The behavior is this: When one zone/station completes its cycle and turns off, another zone/station will turn on and stay on indefinitely. (Later I discovered that the unwanted station will turn off once it is directed to turn on and off by the controller.) I initially thought it was pressure problems or perhaps improperly adjusted solenoids, but hours of tinkering led to no remedy. I finally started to experiment with wiring changes and measurements with my oscilloscope.

Here is the key observation I made today...
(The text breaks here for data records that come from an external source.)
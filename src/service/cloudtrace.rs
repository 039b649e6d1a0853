//! Cloud Trace API v1
//!
//! Reading and writing distributed traces.

use crate::error::Result;
use crate::gcp::transport::Transport;
use crate::model::cloudtrace::{Empty, ListTracesResponse, Trace, Traces};
use crate::resource::fetcher::{fetch_all_pages, PAGE_TOKEN_PARAMETER};
use crate::resource::registry::{builtin_service, ServiceDef};
use crate::resource::{InvocationArgs, OptParams, Resource, ResourceInvoker};

/// Typed client for the Cloud Trace API v1
pub struct CloudtraceService<T> {
    invoker: ResourceInvoker<T>,
    service: &'static ServiceDef,
}

impl<T: Transport> CloudtraceService<T> {
    pub fn new(transport: T) -> Self {
        Self::with_invoker(ResourceInvoker::new(transport))
    }

    pub fn with_invoker(invoker: ResourceInvoker<T>) -> Self {
        Self {
            invoker,
            service: builtin_service("cloudtrace"),
        }
    }

    pub fn invoker(&self) -> &ResourceInvoker<T> {
        &self.invoker
    }

    pub fn service(&self) -> &'static ServiceDef {
        self.service
    }

    pub fn projects(&self) -> ProjectsResource<'_, T> {
        ProjectsResource(self.invoker.resource(self.service, "projects"))
    }

    pub fn projects_traces(&self) -> ProjectsTracesResource<'_, T> {
        ProjectsTracesResource(self.invoker.resource(self.service, "projects.traces"))
    }
}

pub struct ProjectsResource<'a, T>(Resource<'a, T>);

impl<T: Transport> ProjectsResource<'_, T> {
    /// Send new traces, or spans to merge into existing traces
    pub async fn patch_traces(
        &self,
        project_id: &str,
        body: &Traces,
        opt_params: OptParams,
    ) -> Result<Empty> {
        let args = InvocationArgs::new()
            .with("projectId", project_id)
            .with_body(body)?;
        self.0.call("patchTraces", args.merge(opt_params)).await
    }
}

pub struct ProjectsTracesResource<'a, T>(Resource<'a, T>);

impl<T: Transport> ProjectsTracesResource<'_, T> {
    pub async fn get(
        &self,
        project_id: &str,
        trace_id: &str,
        opt_params: OptParams,
    ) -> Result<Trace> {
        let args = InvocationArgs::new()
            .with("projectId", project_id)
            .with("traceId", trace_id);
        self.0.call("get", args.merge(opt_params)).await
    }

    pub async fn list(
        &self,
        project_id: &str,
        opt_params: OptParams,
    ) -> Result<ListTracesResponse> {
        let args = InvocationArgs::new().with("projectId", project_id);
        self.0.call("list", args.merge(opt_params)).await
    }
}

impl<T: Transport> ProjectsTracesResource<'_, T> {
    pub async fn list_all(&self, project_id: &str, opt_params: OptParams) -> Result<Vec<Trace>> {
        fetch_all_pages(|page_token| {
            let mut params = opt_params.clone();
            if let Some(token) = page_token {
                params.insert(PAGE_TOKEN_PARAMETER.to_string(), token.into());
            }
            self.list(project_id, params)
        })
        .await
    }
}

#[cfg(test)]
mod tests {
    use super::*;
    use crate::gcp::transport::spy::SpyTransport;
    use crate::model::cloudtrace::TraceSpan;
    use crate::opt_params;
    use crate::resource::HttpMethod;

    #[tokio::test]
    async fn test_patch_traces() {
        let spy = SpyTransport::new(200, "{}");
        let trace = CloudtraceService::new(&spy);
        let traces = Traces::new(vec![Trace {
            project_id: Some("my-project".to_string()),
            trace_id: Some("0123456789abcdef0123456789abcdef".to_string()),
            spans: Some(vec![TraceSpan::new(1, "root")]),
        }]);

        let empty = trace.projects().patch_traces("my-project", &traces, opt_params!()).await.unwrap();

        assert_eq!(empty, Empty {});
        let call = &spy.calls()[0];
        assert_eq!(call.method, HttpMethod::Patch);
        assert_eq!(call.url, "https://cloudtrace.googleapis.com/v1/projects/my-project/traces");
        assert!(call.body.as_deref().unwrap().contains("\"spanId\":\"1\""));
    }

    #[tokio::test]
    async fn test_list_traces_with_view() {
        let spy = SpyTransport::new(200, r#"{"traces": [{"traceId": "t1"}]}"#);
        let trace = CloudtraceService::new(&spy);

        let traces = trace
            .projects_traces()
            .list_all("my-project", opt_params! { "view" => "MINIMAL", "pageSize" => 50 })
            .await
            .unwrap();

        assert_eq!(traces.len(), 1);
        assert_eq!(
            spy.calls()[0].path_and_query(),
            "/v1/projects/my-project/traces?view=MINIMAL&pageSize=50"
        );
    }
}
Below is the scope capture of station 2 getting the turn-off pulse from the controller. It's clearly not a textbook-looking pulse. I assume this is due to the inductive load of the solenoid. Disconnecting the solenoid and making the same measurement shows a perfect-looking square wave pulse. Is this more or less an expected waveform? The station 2 solenoid does turn off as directed.

Station 2 Turn Off Pulse

Below is the scope capture of station 1 which shouldn't been doing anything. You can see, however, a 1.8V spike. (Note: The voltage scale is different for these two captures. See the text in the lower-left corner of the screen.) While the voltage magnitude is relatively low, I believe this is causing the solenoid for station 1 to activate inappropriately. It's a DC latching solenoid, so it ends up staying on until sometime in the future when the controller eventually sends it a specific off pulse of its own based on the programmed schedule. When I disconnect the station 1 solenoid it doesn't activate in response to the station 2 activity. This helps to confirm for me that it's not a pressure or leak issue that I'm dealing with.

Station 1 Noise

I don't have a circuit diagram available for this controller, so I don't know what is being done to prevent cross-station interference. It almost looks like a flyback issue due to the inductive properties of the solenoid, but I'm not sure how this could affect a neighbor station. Does this look familiar to anyone? Is there anything I can do to reduce this noise? Or perhaps I just need to chalk this up to a bad controller that needs to be replaced?